* ASSIGNED TASK
Give every line of the records exactly, please, from the first up to and including the one containing "from OS entropy.".

____

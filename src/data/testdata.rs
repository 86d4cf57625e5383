//! Random test FASTA generation.
//!
//! Each sequence gets a length drawn from `[min_length, max_length]` and a
//! target GC fraction drawn from `[gc_min, gc_max]`. The base composition is
//! exact for that target; only the order is random.

use std::fs::{self, File};
use std::io::{BufWriter, Write};
use std::path::Path;

use rand::prelude::*;
use rand::rngs::StdRng;
use tracing::info;

use crate::error::AppError;

/// FASTA line width for generated files.
pub const LINE_WIDTH: usize = 80;

#[derive(Debug, Clone, PartialEq)]
pub struct TestDataSpec {
    pub count: usize,
    pub min_length: usize,
    pub max_length: usize,
    /// GC fraction in `[0, 1]`.
    pub gc_min: f64,
    pub gc_max: f64,
    /// `None` seeds from OS entropy.
    pub seed: Option<u64>,
}

impl Default for TestDataSpec {
    fn default() -> Self {
        Self {
            count: 10,
            min_length: 200,
            max_length: 2000,
            gc_min: 0.3,
            gc_max: 0.7,
            seed: None,
        }
    }
}

impl TestDataSpec {
    pub fn validate(&self) -> Result<(), AppError> {
        if self.count == 0 {
            return Err(AppError::new(2, "Sequence count must be > 0."));
        }
        if self.min_length == 0 || self.max_length < self.min_length {
            return Err(AppError::new(
                2,
                format!(
                    "Invalid length range {}-{}: need 0 < min <= max.",
                    self.min_length, self.max_length
                ),
            ));
        }
        let in_unit = |v: f64| v.is_finite() && (0.0..=1.0).contains(&v);
        if !(in_unit(self.gc_min) && in_unit(self.gc_max) && self.gc_min <= self.gc_max) {
            return Err(AppError::new(
                2,
                format!(
                    "Invalid GC range {}-{}: need 0 <= min <= max <= 1.",
                    self.gc_min, self.gc_max
                ),
            ));
        }
        Ok(())
    }
}

#[derive(Debug, Clone, PartialEq)]
pub struct TestSequence {
    pub id: String,
    /// Target GC fraction the sequence was built for.
    pub gc: f64,
    pub sequence: String,
}

impl TestSequence {
    pub fn header(&self) -> String {
        format!(
            ">{} length={} gc={:.2}",
            self.id,
            self.sequence.len(),
            self.gc
        )
    }
}

/// A shuffled sequence with exactly `floor(length * gc)` G/C bases.
pub fn random_dna<R: Rng + ?Sized>(rng: &mut R, length: usize, gc: f64) -> String {
    let gc_count = ((length as f64 * gc).floor() as usize).min(length);
    let at_count = length - gc_count;

    let mut bases = Vec::with_capacity(length);
    bases.extend(std::iter::repeat_n(b'G', gc_count - gc_count / 2));
    bases.extend(std::iter::repeat_n(b'C', gc_count / 2));
    bases.extend(std::iter::repeat_n(b'A', at_count - at_count / 2));
    bases.extend(std::iter::repeat_n(b'T', at_count / 2));
    bases.shuffle(rng);

    bases.into_iter().map(char::from).collect()
}

pub fn generate_sequences(spec: &TestDataSpec) -> Result<Vec<TestSequence>, AppError> {
    spec.validate()?;

    let mut rng = match spec.seed {
        Some(seed) => StdRng::seed_from_u64(seed),
        None => StdRng::from_entropy(),
    };

    let sequences = (1..=spec.count)
        .map(|i| {
            let length = rng.gen_range(spec.min_length..=spec.max_length);
            let gc = rng.gen_range(spec.gc_min..=spec.gc_max);
            TestSequence {
                id: format!("test_seq_{i:03}"),
                gc,
                sequence: random_dna(&mut rng, length, gc),
            }
        })
        .collect();
    Ok(sequences)
}

/// Generate sequences and write them as FASTA. Returns the number written.
pub fn write_test_fasta(path: &Path, spec: &TestDataSpec) -> Result<usize, AppError> {
    let sequences = generate_sequences(spec)?;

    let io_err = |e: std::io::Error| {
        AppError::new(4, format!("Failed to write test data to {}: {e}", path.display()))
    };
    if let Some(dir) = path.parent().filter(|d| !d.as_os_str().is_empty()) {
        fs::create_dir_all(dir).map_err(io_err)?;
    }

    let mut w = BufWriter::new(File::create(path).map_err(io_err)?);
    for s in &sequences {
        writeln!(w, "{}", s.header()).map_err(io_err)?;
        for line in s.sequence.as_bytes().chunks(LINE_WIDTH) {
            w.write_all(line).map_err(io_err)?;
            w.write_all(b"\n").map_err(io_err)?;
        }
    }
    w.flush().map_err(io_err)?;

    info!(
        path = %path.display(),
        count = sequences.len(),
        seed = ?spec.seed,
        "test FASTA written"
    );
    Ok(sequences.len())
}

____

* SOLUTION TO THE EXERCISE
filename src/data/testdata.rs
repository 86d4cf57625e5383
//! Random test FASTA generation.
//!
//! Each sequence gets a length drawn from `[min_length, max_length]` and a
//! target GC fraction drawn from `[gc_min, gc_max]`. The base composition is
//! exact for that target; only the order is random.

use std::fs::{self, File};
use std::io::{BufWriter, Write};
use std::path::Path;

use rand::prelude::*;
use rand::rngs::StdRng;
use tracing::info;

use crate::error::AppError;

/// FASTA line width for generated files.
pub const LINE_WIDTH: usize = 80;

#[derive(Debug, Clone, PartialEq)]
pub struct TestDataSpec {
    pub count: usize,
    pub min_length: usize,
    pub max_length: usize,
    /// GC fraction in `[0, 1]`.
    pub gc_min: f64,
    pub gc_max: f64,
    /// `None` seeds from OS entropy.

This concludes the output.